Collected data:
- Opening Delimiter -
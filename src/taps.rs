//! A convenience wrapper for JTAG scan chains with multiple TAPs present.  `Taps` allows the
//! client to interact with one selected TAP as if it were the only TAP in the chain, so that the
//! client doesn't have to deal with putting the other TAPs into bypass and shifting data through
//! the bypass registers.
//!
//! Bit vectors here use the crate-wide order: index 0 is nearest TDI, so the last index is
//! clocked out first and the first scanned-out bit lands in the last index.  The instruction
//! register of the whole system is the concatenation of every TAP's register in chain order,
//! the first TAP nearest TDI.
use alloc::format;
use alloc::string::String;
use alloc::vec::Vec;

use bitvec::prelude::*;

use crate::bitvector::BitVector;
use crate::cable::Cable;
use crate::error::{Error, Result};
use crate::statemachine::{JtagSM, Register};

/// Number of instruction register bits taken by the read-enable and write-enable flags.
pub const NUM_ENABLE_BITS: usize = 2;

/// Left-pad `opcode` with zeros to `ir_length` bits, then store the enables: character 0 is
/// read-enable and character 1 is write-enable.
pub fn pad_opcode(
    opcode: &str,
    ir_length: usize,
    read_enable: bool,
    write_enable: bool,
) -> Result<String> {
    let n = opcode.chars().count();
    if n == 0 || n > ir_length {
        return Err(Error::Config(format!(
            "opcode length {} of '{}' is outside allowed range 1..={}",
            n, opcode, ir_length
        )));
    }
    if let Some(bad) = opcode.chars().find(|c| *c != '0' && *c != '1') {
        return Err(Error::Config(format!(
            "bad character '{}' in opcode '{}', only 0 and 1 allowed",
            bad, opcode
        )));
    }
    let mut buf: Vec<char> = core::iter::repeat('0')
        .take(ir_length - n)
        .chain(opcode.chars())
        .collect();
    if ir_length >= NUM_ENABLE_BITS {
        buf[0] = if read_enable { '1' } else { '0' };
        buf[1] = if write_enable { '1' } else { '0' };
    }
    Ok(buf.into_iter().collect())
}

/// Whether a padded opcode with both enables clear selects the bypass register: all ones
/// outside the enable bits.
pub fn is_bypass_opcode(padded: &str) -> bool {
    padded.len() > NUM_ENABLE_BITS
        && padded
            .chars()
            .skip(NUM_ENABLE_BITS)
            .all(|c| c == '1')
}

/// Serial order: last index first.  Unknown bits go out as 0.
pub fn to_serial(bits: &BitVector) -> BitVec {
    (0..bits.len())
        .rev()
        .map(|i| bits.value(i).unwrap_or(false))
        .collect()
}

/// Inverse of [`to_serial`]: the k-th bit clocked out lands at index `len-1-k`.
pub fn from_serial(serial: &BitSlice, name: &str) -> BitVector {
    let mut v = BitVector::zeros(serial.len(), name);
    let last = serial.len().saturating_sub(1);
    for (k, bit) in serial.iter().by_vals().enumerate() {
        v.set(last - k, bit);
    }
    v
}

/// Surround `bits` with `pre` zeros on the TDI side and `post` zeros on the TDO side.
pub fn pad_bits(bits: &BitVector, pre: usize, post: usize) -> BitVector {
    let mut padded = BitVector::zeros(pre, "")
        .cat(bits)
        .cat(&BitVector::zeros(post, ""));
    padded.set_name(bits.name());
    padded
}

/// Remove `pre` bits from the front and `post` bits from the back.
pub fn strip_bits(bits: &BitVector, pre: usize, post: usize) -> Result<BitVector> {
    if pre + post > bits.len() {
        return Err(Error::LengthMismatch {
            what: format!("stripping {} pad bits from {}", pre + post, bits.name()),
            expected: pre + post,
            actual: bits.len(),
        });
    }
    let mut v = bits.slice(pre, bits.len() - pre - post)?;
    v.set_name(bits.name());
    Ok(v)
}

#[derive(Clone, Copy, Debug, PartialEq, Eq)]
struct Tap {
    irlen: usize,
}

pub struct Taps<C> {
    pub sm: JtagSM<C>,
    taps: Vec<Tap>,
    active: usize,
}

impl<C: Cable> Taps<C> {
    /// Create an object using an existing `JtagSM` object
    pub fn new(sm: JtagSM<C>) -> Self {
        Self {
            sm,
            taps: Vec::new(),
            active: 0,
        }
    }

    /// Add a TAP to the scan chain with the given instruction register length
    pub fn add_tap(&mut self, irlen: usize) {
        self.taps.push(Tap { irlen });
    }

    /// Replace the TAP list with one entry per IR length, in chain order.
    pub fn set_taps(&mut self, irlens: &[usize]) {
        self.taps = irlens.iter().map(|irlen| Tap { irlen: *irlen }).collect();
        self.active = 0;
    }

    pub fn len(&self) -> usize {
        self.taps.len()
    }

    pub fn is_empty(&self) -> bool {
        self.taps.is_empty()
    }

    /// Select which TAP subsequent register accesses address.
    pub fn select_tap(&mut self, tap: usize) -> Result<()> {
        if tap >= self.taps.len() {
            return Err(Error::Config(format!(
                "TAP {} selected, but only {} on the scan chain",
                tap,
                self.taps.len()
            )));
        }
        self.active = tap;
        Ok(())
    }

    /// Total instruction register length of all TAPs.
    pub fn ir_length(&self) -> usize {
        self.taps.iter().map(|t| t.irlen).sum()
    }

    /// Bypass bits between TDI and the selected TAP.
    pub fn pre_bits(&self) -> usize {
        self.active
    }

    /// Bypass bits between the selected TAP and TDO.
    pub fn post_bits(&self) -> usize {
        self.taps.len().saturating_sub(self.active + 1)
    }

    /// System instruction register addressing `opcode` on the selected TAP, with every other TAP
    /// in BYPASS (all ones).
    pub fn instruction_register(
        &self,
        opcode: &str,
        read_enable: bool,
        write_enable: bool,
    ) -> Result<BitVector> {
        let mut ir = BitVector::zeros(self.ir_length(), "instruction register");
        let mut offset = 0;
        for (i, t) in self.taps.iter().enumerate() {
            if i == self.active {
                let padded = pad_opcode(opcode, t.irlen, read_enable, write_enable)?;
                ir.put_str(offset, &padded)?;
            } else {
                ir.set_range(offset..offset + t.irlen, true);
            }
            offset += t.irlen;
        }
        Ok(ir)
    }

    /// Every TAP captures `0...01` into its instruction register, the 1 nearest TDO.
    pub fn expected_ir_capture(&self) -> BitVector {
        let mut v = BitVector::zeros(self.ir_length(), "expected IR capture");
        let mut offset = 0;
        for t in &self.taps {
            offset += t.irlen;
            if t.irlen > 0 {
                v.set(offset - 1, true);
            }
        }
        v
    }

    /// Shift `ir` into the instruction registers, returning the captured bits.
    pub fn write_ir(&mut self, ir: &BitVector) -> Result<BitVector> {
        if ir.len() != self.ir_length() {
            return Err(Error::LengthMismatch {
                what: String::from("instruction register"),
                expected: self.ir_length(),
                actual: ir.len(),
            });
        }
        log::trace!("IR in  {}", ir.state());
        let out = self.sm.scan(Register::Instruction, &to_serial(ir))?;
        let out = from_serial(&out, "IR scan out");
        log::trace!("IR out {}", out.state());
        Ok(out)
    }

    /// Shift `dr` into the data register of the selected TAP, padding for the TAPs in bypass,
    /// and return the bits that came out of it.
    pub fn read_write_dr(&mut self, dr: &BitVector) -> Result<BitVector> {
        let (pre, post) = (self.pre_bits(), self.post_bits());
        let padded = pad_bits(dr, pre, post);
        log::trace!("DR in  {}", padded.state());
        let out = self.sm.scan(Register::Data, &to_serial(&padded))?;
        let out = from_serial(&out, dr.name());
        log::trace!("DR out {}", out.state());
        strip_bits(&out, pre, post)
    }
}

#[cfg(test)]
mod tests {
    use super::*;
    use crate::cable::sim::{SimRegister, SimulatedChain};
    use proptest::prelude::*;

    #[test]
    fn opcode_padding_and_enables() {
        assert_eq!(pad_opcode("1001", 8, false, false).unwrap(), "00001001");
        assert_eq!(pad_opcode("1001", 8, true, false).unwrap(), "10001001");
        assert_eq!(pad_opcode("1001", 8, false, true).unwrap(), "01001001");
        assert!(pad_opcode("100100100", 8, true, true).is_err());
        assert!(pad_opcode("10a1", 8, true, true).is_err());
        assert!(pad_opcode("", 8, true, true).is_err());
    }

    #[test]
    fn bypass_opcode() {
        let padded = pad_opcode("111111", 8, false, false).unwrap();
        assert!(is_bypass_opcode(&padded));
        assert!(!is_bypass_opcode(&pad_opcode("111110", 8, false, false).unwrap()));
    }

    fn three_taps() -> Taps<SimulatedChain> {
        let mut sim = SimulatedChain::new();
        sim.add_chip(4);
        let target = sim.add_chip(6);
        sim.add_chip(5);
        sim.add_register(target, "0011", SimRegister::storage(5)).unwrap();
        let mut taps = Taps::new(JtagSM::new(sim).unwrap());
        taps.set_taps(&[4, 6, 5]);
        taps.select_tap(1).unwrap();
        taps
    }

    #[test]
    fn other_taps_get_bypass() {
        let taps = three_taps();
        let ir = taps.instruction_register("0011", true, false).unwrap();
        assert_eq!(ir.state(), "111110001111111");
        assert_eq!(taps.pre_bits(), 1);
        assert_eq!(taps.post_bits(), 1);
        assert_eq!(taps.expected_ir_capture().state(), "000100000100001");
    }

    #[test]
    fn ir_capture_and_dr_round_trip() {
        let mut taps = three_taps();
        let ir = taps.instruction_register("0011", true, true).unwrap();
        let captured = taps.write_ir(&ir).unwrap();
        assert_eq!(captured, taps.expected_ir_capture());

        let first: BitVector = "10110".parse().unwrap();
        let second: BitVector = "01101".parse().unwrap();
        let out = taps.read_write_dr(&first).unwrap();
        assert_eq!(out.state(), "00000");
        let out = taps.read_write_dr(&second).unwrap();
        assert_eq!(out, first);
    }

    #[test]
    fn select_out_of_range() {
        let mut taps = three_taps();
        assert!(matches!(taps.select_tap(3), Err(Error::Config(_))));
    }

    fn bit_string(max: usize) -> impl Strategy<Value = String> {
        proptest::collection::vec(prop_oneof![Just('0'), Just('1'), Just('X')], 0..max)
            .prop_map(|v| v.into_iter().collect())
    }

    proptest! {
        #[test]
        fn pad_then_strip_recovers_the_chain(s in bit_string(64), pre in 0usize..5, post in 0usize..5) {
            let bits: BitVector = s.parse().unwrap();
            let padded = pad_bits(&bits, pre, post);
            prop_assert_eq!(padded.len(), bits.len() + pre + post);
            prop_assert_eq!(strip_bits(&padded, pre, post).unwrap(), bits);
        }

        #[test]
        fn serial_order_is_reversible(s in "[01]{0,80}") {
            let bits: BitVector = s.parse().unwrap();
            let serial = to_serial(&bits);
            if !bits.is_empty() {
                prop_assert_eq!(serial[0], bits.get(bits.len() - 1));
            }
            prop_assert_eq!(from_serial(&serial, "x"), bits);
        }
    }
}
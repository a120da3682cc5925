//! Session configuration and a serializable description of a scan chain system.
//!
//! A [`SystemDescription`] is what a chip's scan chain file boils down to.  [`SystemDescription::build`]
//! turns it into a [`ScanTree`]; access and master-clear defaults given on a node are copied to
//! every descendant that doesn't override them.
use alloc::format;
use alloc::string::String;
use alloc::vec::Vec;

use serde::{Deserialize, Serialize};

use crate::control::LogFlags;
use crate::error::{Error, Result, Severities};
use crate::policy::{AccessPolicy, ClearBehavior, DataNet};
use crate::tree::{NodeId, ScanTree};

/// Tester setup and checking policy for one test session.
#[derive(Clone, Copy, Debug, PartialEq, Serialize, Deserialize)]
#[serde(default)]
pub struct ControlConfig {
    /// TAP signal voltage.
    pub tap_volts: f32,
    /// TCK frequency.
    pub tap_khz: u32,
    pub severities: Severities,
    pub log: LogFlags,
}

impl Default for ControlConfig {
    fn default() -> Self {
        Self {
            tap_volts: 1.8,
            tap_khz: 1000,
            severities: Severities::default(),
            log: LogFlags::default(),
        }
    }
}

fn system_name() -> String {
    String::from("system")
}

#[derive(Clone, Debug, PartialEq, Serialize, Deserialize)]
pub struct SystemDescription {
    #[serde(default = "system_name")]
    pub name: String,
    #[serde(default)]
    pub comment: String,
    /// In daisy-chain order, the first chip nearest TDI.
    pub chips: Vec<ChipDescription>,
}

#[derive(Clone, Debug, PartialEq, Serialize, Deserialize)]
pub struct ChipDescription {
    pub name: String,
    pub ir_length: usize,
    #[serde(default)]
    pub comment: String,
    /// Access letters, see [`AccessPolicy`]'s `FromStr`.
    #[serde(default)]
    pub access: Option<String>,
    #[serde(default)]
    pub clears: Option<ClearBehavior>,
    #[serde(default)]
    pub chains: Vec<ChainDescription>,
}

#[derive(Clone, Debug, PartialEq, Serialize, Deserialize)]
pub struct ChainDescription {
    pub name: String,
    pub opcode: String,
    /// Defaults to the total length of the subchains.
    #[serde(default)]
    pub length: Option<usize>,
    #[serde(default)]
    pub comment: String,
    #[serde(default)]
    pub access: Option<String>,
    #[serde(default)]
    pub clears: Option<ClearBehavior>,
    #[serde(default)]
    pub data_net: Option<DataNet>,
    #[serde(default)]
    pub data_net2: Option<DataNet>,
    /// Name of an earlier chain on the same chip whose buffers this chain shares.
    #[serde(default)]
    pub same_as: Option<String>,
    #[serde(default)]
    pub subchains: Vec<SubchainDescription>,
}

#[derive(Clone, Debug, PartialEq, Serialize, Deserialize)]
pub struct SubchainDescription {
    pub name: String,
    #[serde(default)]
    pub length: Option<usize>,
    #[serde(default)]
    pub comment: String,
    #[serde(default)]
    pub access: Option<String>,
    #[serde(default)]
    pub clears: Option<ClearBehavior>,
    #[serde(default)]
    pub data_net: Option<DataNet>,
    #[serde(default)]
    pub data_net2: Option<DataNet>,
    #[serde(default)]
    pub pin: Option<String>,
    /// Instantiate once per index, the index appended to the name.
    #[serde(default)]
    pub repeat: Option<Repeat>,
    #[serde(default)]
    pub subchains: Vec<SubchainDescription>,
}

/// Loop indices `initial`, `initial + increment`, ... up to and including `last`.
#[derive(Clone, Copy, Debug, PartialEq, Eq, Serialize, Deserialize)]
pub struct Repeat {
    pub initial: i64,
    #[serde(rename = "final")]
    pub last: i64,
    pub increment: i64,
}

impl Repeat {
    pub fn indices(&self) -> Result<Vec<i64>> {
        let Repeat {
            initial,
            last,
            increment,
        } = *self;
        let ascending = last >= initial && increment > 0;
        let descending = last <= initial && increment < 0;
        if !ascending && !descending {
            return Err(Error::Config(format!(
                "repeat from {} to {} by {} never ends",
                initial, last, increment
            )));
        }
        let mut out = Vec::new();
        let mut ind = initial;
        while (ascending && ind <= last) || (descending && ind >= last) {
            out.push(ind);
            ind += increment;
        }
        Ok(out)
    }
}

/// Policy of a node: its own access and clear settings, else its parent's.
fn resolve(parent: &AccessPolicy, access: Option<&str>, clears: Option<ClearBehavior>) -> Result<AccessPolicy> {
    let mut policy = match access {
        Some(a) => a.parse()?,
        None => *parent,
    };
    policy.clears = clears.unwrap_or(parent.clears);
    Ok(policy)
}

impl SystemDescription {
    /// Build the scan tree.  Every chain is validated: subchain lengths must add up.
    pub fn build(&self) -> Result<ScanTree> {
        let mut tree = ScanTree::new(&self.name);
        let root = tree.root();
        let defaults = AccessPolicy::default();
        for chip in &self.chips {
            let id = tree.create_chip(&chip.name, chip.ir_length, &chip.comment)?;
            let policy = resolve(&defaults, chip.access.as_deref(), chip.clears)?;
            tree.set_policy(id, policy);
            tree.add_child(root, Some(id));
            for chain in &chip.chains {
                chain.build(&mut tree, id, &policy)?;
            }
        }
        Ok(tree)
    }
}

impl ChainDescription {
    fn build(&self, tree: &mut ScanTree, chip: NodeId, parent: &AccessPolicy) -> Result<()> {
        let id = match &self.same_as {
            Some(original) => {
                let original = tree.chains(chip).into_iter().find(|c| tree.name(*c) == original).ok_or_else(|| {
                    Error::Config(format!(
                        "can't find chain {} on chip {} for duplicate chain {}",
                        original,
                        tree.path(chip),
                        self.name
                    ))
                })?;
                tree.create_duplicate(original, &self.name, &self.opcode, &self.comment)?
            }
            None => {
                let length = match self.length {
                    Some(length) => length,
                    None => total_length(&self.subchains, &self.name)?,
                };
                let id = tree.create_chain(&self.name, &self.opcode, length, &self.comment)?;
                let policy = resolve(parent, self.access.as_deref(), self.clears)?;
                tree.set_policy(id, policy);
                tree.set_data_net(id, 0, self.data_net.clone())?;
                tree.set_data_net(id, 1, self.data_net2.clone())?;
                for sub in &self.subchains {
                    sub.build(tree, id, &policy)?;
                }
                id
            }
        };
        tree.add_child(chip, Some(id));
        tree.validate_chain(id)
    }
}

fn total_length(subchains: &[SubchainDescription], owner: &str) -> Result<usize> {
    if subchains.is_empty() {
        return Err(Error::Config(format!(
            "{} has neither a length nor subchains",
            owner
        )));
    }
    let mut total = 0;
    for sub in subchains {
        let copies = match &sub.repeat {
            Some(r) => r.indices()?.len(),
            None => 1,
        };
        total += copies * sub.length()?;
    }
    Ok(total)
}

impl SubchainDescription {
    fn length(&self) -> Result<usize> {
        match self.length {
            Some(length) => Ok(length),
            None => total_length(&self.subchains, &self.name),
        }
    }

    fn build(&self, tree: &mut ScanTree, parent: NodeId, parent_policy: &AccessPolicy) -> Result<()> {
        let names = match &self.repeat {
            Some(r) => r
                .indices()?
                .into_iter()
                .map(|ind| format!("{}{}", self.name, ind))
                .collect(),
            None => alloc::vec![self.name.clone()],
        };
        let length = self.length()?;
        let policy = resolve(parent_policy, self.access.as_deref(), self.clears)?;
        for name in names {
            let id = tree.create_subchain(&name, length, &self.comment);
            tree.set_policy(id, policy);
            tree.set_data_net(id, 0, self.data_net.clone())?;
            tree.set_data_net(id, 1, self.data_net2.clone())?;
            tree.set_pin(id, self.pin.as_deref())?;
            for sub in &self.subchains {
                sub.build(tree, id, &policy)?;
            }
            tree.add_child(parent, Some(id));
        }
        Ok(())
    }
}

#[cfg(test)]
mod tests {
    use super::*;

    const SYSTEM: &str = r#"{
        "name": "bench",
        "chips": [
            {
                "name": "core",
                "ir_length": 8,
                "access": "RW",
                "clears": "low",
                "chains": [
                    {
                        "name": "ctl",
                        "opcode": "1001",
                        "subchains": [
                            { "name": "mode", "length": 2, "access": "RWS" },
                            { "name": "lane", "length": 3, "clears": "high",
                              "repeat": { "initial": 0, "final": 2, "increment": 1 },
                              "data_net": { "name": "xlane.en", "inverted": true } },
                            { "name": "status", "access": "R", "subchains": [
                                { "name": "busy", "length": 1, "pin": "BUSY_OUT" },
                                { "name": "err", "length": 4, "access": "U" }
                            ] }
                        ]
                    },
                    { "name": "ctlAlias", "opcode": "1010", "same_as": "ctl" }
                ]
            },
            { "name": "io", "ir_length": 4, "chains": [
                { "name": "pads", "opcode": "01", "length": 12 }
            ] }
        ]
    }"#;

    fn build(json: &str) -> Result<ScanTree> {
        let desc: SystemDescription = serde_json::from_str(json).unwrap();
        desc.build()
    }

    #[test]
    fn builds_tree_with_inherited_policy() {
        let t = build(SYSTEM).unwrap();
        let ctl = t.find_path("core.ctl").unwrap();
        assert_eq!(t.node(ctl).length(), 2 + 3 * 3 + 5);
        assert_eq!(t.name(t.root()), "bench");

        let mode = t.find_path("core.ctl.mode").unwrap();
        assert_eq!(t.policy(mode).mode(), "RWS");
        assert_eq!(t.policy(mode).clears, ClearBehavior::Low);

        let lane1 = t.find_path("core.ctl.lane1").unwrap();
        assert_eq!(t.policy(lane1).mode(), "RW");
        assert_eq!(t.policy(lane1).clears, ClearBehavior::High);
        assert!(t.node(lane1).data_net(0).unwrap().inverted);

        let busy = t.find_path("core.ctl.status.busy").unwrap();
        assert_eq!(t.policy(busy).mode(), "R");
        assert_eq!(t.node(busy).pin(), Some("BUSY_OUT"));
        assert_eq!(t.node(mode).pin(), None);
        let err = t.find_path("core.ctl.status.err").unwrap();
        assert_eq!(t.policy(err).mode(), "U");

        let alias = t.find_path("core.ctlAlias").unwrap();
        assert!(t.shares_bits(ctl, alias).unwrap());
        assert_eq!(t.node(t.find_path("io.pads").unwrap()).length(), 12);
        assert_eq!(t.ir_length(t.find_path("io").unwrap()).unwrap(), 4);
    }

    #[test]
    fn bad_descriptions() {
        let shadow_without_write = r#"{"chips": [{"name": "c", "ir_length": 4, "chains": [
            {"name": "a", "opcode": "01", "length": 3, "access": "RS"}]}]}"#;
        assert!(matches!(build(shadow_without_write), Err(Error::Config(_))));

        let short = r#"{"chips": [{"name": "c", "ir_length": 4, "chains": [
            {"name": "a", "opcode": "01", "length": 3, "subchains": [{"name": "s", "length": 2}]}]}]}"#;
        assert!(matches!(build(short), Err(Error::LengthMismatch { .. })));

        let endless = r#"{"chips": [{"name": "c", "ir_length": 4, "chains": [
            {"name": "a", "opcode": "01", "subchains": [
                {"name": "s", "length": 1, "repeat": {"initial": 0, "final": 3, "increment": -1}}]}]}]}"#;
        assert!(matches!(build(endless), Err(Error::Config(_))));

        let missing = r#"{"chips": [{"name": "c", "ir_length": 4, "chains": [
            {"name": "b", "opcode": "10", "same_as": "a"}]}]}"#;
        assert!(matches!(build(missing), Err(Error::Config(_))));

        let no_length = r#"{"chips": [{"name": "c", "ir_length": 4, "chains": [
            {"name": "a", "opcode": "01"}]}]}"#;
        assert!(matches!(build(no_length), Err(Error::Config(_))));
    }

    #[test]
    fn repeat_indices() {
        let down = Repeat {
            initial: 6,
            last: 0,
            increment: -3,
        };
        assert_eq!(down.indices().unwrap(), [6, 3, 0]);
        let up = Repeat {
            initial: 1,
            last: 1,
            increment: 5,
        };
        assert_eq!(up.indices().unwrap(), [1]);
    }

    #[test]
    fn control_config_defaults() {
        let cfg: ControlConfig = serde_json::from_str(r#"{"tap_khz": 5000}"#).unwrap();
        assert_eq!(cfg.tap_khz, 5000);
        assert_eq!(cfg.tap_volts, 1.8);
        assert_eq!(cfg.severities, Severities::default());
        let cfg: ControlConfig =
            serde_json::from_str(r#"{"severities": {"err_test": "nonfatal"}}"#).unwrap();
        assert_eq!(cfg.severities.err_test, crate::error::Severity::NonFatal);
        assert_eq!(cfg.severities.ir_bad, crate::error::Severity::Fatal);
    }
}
- Closing Delimiter -
▸ **Exercise aim**
Each line above where the word "true" occurs should be returned in full.

▸ **Reply to the task**
                ir.set_range(offset..offset + t.irlen, true);
                v.set(offset - 1, true);
        assert_eq!(pad_opcode("1001", 8, true, false).unwrap(), "10001001");
        assert_eq!(pad_opcode("1001", 8, false, true).unwrap(), "01001001");
        assert!(pad_opcode("100100100", 8, true, true).is_err());
        assert!(pad_opcode("10a1", 8, true, true).is_err());
        assert!(pad_opcode("", 8, true, true).is_err());
        let ir = taps.instruction_register("0011", true, false).unwrap();
        let ir = taps.instruction_register("0011", true, true).unwrap();
                              "data_net": { "name": "xlane.en", "inverted": true } },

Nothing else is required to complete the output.